-- Opening Marker --
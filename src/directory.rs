// SPDX-License-Identifier: AGPL-3.0-or-later
//
// Copyright (C) 2025 Daniel Negri
//
// This program is free software: you can redistribute it and/or modify
// it under the terms of the GNU Affero General Public License as published by
// the Free Software Foundation, either version 3 of the License, or
// (at your option) any later version.
//
// This program is distributed in the hope that it will be useful,
// but WITHOUT ANY WARRANTY; without even the implied warranty of
// MERCHANTABILITY or FITNESS FOR A PARTICULAR PURPOSE. See the
// GNU Affero General Public License for more details.
//
// You should have received a copy of the GNU Affero General Public License
// along with this program. If not, see <https://www.gnu.org/licenses/>.

//! Borrower directory.
//!
//! A simple keyed store: borrowers are created once and read-only
//! thereafter, so no per-entry lock is needed beyond the map's own
//! sharding.

use crate::base::BorrowerId;
use crate::error::{LedgerError, LedgerResult};
use dashmap::DashMap;
use serde::{Deserialize, Serialize};
use std::sync::atomic::{AtomicU32, Ordering};

/// A registered borrower.
#[derive(Debug, Clone, PartialEq, Eq, Serialize, Deserialize)]
pub struct Borrower {
    pub id: BorrowerId,
    pub name: String,
    pub contact: Option<String>,
}

/// Keyed store of registered borrowers.
#[derive(Debug)]
pub struct BorrowerDirectory {
    borrowers: DashMap<BorrowerId, Borrower>,
    next_id: AtomicU32,
}

impl BorrowerDirectory {
    /// Creates an empty directory.
    pub fn new() -> Self {
        Self {
            borrowers: DashMap::new(),
            next_id: AtomicU32::new(1),
        }
    }

    /// Registers a borrower.
    ///
    /// # Errors
    ///
    /// [`LedgerError::InvalidArgument`] if `name` is empty.
    pub fn add_borrower(&self, name: &str, contact: Option<&str>) -> LedgerResult<BorrowerId> {
        if name.is_empty() {
            return Err(LedgerError::InvalidArgument("name must not be empty"));
        }

        let id = BorrowerId(self.next_id.fetch_add(1, Ordering::Relaxed));
        let borrower = Borrower {
            id,
            name: name.to_owned(),
            contact: contact.map(str::to_owned),
        };
        self.borrowers.insert(id, borrower);
        tracing::debug!(borrower = %id, name, "borrower added");
        Ok(id)
    }

    /// Returns the borrower with this id.
    ///
    /// # Errors
    ///
    /// [`LedgerError::BorrowerNotFound`] if no borrower has this id.
    pub fn get(&self, id: BorrowerId) -> LedgerResult<Borrower> {
        self.borrowers
            .get(&id)
            .map(|entry| entry.clone())
            .ok_or(LedgerError::BorrowerNotFound(id))
    }

    /// Returns all borrowers in id order.
    pub fn list(&self) -> Vec<Borrower> {
        let mut borrowers: Vec<Borrower> =
            self.borrowers.iter().map(|entry| entry.clone()).collect();
        borrowers.sort_by_key(|borrower| borrower.id);
        borrowers
    }

    /// Number of registered borrowers.
    pub fn len(&self) -> usize {
        self.borrowers.len()
    }

    pub fn is_empty(&self) -> bool {
        self.borrowers.is_empty()
    }

    /// Re-inserts a borrower from a persisted snapshot.
    pub(crate) fn restore_borrower(&self, borrower: Borrower) -> LedgerResult<()> {
        self.next_id.fetch_max(borrower.id.0 + 1, Ordering::Relaxed);
        if self.borrowers.insert(borrower.id, borrower).is_some() {
            return Err(LedgerError::Storage("duplicate borrower id in snapshot".into()));
        }
        Ok(())
    }
}

impl Default for BorrowerDirectory {
    fn default() -> Self {
        Self::new()
    }
}
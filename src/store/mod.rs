//! Граница хранилища: всё, что поллер и веб-часть делают с базой.

use thiserror::Error;

use crate::models::{Device, MacEntry, MacSearchHit, NewDevice, PortRecord};

pub mod sqlite;

pub use sqlite::SqliteStore;

#[derive(Error, Debug)]
pub enum StoreError {
    #[error("query error: {0}")]
    Query(String),

    #[error("execution error: {0}")]
    Execution(String),

    #[error("connection error: {0}")]
    Connection(String),
}

pub type Result<T> = std::result::Result<T, StoreError>;

/// Изменения для одного устройства за один цикл опроса
#[derive(Debug, Clone, Default, PartialEq, Eq)]
pub struct ChangeSet {
    /// Новые и изменившиеся порты, целиком
    pub ports: Vec<PortRecord>,
    /// Кандидаты на вставку; уже существующие пропускаются
    pub macs: Vec<MacEntry>,
}

impl ChangeSet {
    pub fn is_empty(&self) -> bool {
        self.ports.is_empty() && self.macs.is_empty()
    }
}

/// Что реально записано при применении [`ChangeSet`]
#[derive(Debug, Clone, Copy, Default, PartialEq, Eq)]
pub struct Applied {
    pub ports_written: usize,
    pub macs_inserted: usize,
}

pub trait Store: Send + Sync {
    fn list_devices(&self) -> Result<Vec<Device>>;

    fn create_device(&self, device: &NewDevice) -> Result<Device>;

    /// Удаляет устройство вместе с его портами и MAC; false если не было
    fn delete_device(&self, id: i64) -> Result<bool>;

    fn get_port(&self, device_id: i64, port_index: u32) -> Result<Option<PortRecord>>;

    /// Вставка или замена записи по (устройство, ifIndex)
    fn upsert_port(&self, port: &PortRecord) -> Result<()>;

    /// Проверка и вставка одной операцией; true если строка добавлена
    fn insert_mac_if_absent(&self, entry: &MacEntry) -> Result<bool>;

    /// Применяет все изменения в одной транзакции: либо всё, либо ничего
    fn apply(&self, changes: &ChangeSet) -> Result<Applied>;

    fn list_ports(&self, device_id: i64) -> Result<Vec<PortRecord>>;

    fn list_macs(&self, device_id: i64) -> Result<Vec<MacEntry>>;

    /// Подстрочный поиск по сохранённым MAC
    fn search_macs(&self, query: &str) -> Result<Vec<MacSearchHit>>;
}
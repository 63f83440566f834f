pub mod device;
pub mod port;
pub mod probe;

pub use device::{Device, NewDevice, System};
pub use port::{MacEntry, MacObservation, MacSearchHit, PortRecord};
pub use probe::ProbeRequest;
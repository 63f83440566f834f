use axum::{
    Json,
    extract::{Query, State},
    http::StatusCode,
};
use serde::Deserialize;

use super::{ApiError, AppState, blocking};
use crate::models::MacSearchHit;

#[derive(Debug, Deserialize)]
pub struct MacQuery {
    #[serde(default)]
    pub q: String,
}

/// Поиск по подстроке MAC, без учёта регистра
pub async fn search_mac(
    State(state): State<AppState>,
    Query(query): Query<MacQuery>,
) -> Result<Json<Vec<MacSearchHit>>, ApiError> {
    let q = query.q.trim().to_string();
    if q.is_empty() {
        return Err((StatusCode::BAD_REQUEST, "пустой запрос".to_string()));
    }

    let store = state.store.clone();
    let hits = blocking(move || store.search_macs(&q)).await?;
    Ok(Json(hits))
}
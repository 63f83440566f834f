use serde::{Deserialize, Serialize};
use std::path::PathBuf;
use std::time::Duration;

use crate::snmp::SessionOptions;

/// Базовые настройки приложения
#[derive(Debug, Clone, Serialize, Deserialize)]
pub struct Settings {
    /// Настройки веб-сервера
    pub web: WebSettings,
    /// Настройки опроса
    pub poll: PollSettings,
    /// Настройки подключения
    pub connection: ConnectionSettings,
    /// Путь к SQLite базе
    pub db_path: PathBuf,
    /// Файл с таблицами ifOperStatus/ifType (необязательный)
    pub oid_tables_path: Option<PathBuf>,
}

#[derive(Debug, Clone, Serialize, Deserialize)]
pub struct WebSettings {
    pub host: String,
    pub port: u16,
}

#[derive(Debug, Clone, Serialize, Deserialize)]
pub struct PollSettings {
    /// Пауза между циклами опроса (секунды)
    pub interval: u64,
    /// Сколько устройств опрашивать одновременно
    pub workers: usize,
}

#[derive(Debug, Clone, Serialize, Deserialize)]
pub struct ConnectionSettings {
    /// Таймаут для SNMP операций (секунды)
    pub timeout: u64,
    /// Количество повторов при ошибках
    pub retries: u32,
    /// max-repetitions для GETBULK
    pub max_repetitions: u32,
}

impl Default for Settings {
    fn default() -> Self {
        Self {
            web: WebSettings {
                host: "0.0.0.0".to_string(),
                port: 8080,
            },
            poll: PollSettings {
                interval: 600,
                workers: 1,
            },
            connection: ConnectionSettings {
                timeout: 5,
                retries: 2,
                max_repetitions: 50,
            },
            db_path: PathBuf::from("macwatch.db"),
            oid_tables_path: None,
        }
    }
}

impl Settings {
    pub fn listen_addr(&self) -> String {
        format!("{}:{}", self.web.host, self.web.port)
    }

    pub fn poll_interval(&self) -> Duration {
        Duration::from_secs(self.poll.interval)
    }

    pub fn session_options(&self) -> SessionOptions {
        SessionOptions {
            timeout: Duration::from_secs(self.connection.timeout),
            retries: self.connection.retries,
            max_repetitions: self.connection.max_repetitions,
        }
    }
}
-- Closing Marker --
## [Problem description]
Repeat, without change, each line of the data above from the one that contains "таблицами ifOperStatus/ifType (необязательный)" through the final line, counting both.

## [Written reply]
    /// Файл с таблицами ifOperStatus/ifType (необязательный)
    pub oid_tables_path: Option<PathBuf>,
}

#[derive(Debug, Clone, Serialize, Deserialize)]
pub struct WebSettings {
    pub host: String,
    pub port: u16,
}

#[derive(Debug, Clone, Serialize, Deserialize)]
pub struct PollSettings {
    /// Пауза между циклами опроса (секунды)
    pub interval: u64,
    /// Сколько устройств опрашивать одновременно
    pub workers: usize,
}

#[derive(Debug, Clone, Serialize, Deserialize)]
pub struct ConnectionSettings {
    /// Таймаут для SNMP операций (секунды)
    pub timeout: u64,
    /// Количество повторов при ошибках
    pub retries: u32,
    /// max-repetitions для GETBULK
    pub max_repetitions: u32,
}

impl Default for Settings {
    fn default() -> Self {
        Self {
            web: WebSettings {
                host: "0.0.0.0".to_string(),
                port: 8080,
            },
            poll: PollSettings {
                interval: 600,
                workers: 1,
            },
            connection: ConnectionSettings {
                timeout: 5,
                retries: 2,
                max_repetitions: 50,
            },
            db_path: PathBuf::from("macwatch.db"),
            oid_tables_path: None,
        }
    }
}

impl Settings {
    pub fn listen_addr(&self) -> String {
        format!("{}:{}", self.web.host, self.web.port)
    }

    pub fn poll_interval(&self) -> Duration {
        Duration::from_secs(self.poll.interval)
    }

    pub fn session_options(&self) -> SessionOptions {
        SessionOptions {
            timeout: Duration::from_secs(self.connection.timeout),
            retries: self.connection.retries,
            max_repetitions: self.connection.max_repetitions,
        }
    }
}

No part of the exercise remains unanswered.